Segment Open
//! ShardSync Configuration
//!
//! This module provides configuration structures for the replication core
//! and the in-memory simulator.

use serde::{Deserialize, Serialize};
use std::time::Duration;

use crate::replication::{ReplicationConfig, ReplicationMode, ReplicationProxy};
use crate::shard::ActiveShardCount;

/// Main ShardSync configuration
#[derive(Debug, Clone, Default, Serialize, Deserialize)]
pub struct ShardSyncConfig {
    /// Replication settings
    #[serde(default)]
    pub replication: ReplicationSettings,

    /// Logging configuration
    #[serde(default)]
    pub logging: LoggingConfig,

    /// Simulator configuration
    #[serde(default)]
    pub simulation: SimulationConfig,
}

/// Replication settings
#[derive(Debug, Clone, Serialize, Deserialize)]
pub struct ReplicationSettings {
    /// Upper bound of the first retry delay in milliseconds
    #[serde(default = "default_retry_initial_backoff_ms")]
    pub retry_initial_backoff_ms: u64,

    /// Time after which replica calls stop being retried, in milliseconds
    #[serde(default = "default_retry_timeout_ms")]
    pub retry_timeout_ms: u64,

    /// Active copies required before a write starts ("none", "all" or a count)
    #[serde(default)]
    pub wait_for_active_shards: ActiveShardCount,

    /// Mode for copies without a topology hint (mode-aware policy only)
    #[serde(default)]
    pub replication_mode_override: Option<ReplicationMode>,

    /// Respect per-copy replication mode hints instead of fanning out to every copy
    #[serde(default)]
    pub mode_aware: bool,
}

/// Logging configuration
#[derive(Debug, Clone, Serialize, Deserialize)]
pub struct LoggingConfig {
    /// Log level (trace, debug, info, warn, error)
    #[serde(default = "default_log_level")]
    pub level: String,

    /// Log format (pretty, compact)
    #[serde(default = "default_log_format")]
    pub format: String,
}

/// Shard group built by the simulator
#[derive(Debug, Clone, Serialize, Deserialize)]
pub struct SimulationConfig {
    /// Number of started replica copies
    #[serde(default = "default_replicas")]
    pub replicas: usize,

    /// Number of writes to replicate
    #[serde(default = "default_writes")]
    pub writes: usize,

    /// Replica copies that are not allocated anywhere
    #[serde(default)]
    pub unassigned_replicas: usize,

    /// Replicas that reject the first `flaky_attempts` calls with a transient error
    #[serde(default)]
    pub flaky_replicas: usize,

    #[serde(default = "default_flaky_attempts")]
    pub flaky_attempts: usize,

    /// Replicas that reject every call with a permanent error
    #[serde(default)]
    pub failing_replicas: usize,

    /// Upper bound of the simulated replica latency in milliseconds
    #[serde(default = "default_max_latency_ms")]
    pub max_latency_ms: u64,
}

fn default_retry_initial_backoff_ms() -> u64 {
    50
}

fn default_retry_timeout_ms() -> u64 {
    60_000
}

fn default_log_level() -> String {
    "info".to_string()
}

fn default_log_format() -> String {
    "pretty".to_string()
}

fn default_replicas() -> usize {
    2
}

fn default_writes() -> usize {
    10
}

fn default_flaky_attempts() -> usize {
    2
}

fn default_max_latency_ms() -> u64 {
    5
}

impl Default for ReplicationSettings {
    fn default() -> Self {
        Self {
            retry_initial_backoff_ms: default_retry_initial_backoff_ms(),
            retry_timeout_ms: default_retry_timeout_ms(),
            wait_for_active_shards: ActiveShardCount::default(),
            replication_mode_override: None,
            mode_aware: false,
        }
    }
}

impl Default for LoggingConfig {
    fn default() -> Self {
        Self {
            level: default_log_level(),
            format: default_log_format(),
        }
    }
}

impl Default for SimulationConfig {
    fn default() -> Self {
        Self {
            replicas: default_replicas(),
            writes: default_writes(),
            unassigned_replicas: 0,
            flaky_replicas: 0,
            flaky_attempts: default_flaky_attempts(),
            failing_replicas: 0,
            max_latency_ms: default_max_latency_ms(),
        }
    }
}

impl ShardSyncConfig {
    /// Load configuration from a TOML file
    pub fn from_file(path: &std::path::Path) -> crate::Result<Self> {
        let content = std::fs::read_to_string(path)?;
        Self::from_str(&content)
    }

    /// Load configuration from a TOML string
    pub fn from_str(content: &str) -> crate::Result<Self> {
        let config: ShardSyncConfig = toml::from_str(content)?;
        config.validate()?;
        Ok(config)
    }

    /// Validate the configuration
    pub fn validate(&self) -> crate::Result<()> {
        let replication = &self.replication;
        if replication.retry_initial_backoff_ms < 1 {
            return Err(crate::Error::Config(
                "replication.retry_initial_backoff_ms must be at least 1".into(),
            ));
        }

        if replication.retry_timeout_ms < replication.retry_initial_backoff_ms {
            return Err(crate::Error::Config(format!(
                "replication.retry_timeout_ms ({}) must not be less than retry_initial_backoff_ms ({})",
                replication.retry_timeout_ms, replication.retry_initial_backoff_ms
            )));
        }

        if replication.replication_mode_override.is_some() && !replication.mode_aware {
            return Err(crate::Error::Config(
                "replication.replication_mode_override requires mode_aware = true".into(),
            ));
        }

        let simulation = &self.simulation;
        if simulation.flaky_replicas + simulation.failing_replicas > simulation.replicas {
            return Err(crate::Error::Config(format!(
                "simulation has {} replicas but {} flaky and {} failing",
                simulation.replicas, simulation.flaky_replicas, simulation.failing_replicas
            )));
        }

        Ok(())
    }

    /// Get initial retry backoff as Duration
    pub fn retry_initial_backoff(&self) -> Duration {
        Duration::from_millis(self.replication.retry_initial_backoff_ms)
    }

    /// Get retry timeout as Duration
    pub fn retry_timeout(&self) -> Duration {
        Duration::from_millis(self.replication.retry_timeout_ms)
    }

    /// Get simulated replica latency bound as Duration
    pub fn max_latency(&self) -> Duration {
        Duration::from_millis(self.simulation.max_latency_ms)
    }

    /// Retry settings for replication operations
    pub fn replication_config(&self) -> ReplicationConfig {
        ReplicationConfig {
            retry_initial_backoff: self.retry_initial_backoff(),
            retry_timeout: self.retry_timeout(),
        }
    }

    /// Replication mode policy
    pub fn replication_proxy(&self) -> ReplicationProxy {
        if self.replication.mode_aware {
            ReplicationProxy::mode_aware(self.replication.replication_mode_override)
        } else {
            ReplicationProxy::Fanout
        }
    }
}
Segment Closed
[Instructions for the task]: Above are the lines; repeat exactly the ones from the line containing "the replication core" down to the line containing "pub struct ReplicationSettings", both inclusive.

[Result]:
//! This module provides configuration structures for the replication core
//! and the in-memory simulator.

use serde::{Deserialize, Serialize};
use std::time::Duration;

use crate::replication::{ReplicationConfig, ReplicationMode, ReplicationProxy};
use crate::shard::ActiveShardCount;

/// Main ShardSync configuration
#[derive(Debug, Clone, Default, Serialize, Deserialize)]
pub struct ShardSyncConfig {
    /// Replication settings
    #[serde(default)]
    pub replication: ReplicationSettings,

    /// Logging configuration
    #[serde(default)]
    pub logging: LoggingConfig,

    /// Simulator configuration
    #[serde(default)]
    pub simulation: SimulationConfig,
}

/// Replication settings
#[derive(Debug, Clone, Serialize, Deserialize)]
pub struct ReplicationSettings {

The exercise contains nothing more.